We further analyzed sequence divergence measured by Kimura distance within each species-specific TE content (Fig. 5; note that for these plots, we omitted the large fraction of unclassified elements). Within Diptera, the most striking feature is that almost all investigated drosophilids show a large spike of LTR retroelement proliferation between Kimura distance 0 and around 0.08. This spike is only absent in D. miranda, but bi-modal in D. pseudoobscura, with a second peak around Kimura distance 0.15. This second peak, however, does not coincide with the age of inversion breakpoints on the third chromosome of D. pseudoobscura, which are only a million years old and have been associated with TE activity [49]. A bi-modal distribution was not observed in any other fly species. On the contrary, all mosquito species exhibit a large proportion of DNA transposons which show a divergence between Kimura distance 0.02 and around 0.3. This divergence is also present in the calyptrate flies Musca domestica, Ceratitis capitata, and Lucilia cuprina, but absent in all acalyptrate flies, including representatives of the Drosophila family. Likely, the LTR proliferation in drosophilids as well as the DNA transposon expansion in mosquitos and other flies was the result of a lineage-specific invasion and subsequent propagation into the different dipteran genomes.
Fig. 5
Fig. 5

Cladogram with repeat landscape plots. The larger plots are selected representatives. The further to the left a peak in the distribution is, the younger the corresponding TE fraction generally is (low TE intra-family sequence divergence). In most orders, the TE divergence distribution is similar, such as in Diptera or Hymenoptera. The large fraction of unclassified elements was omitted for these plots. Pal., Palaeoptera

In the calyptrate flies, Helitron elements are highly abundant, representing 28% of the genome in the house fly M. domestica and 7% in the blow fly Lucilia cuprina. These rolling circle elements are not as abundant in acalyptrate flies, except for the drosophilids D. mojavensis, D. virilis, D. miranda, and D. pseudoobscura (again with a bi-modal distribution). In the barley midge, Mayetiola destructor, DNA transposons occur across almost all Kimura distances between 0.02 and 0.45. The same holds true for LTR retrotransposons, although these show an increased expansion in the older age categories at Kimura distances between 0.37 and 0.44. LINEs and SINEs as well as Helitron elements show little occurrence in Diptera. In B. antarctica, LINE elements are the most prominent and exhibit a distribution across all Kimura distances up to 0.4. This may be a result of the overall low TE concentration in the small B. antarctica genome (less than 1%) that introduces stochastic noise.

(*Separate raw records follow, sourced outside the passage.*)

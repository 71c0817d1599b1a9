// Copyright 2021 Datafuse Labs
//
// Licensed under the Apache License, Version 2.0 (the "License");
// you may not use this file except in compliance with the License.
// You may obtain a copy of the License at
//
//     http://www.apache.org/licenses/LICENSE-2.0
//
// Unless required by applicable law or agreed to in writing, software
// distributed under the License is distributed on an "AS IS" BASIS,
// WITHOUT WARRANTIES OR CONDITIONS OF ANY KIND, either express or implied.
// See the License for the specific language governing permissions and
// limitations under the License.

mod cache_map_error;
mod connection_closed;
mod subscribe_error;
mod unsupported;

pub use cache_map_error::CacheMapError;
pub use connection_closed::ConnectionClosed;
pub use connection_closed::Reason;
pub use subscribe_error::SubscribeError;
pub use unsupported::Unsupported;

In Lepidoptera, we found a relatively recent SINE expansion event around Kimura distance 0.03 to 0.05. In fact, Lepidoptera and Trichoptera are the only holometabolous insect orders with a substantial SINE portion of up to 9% in the silk worm B. mori (mean: 3.8%). We observed that in the postman butterfly, Heliconius melpomene, the SINE fraction also appears with a divergence between Kimura distances 0.1 to around 0.31. Additionally, we found high LINE content in the monarch butterfly Danaus plexippus with a divergence ranging from Kimura distances 0 to 0.47 and a substantial fraction around Kimura distance 0.09.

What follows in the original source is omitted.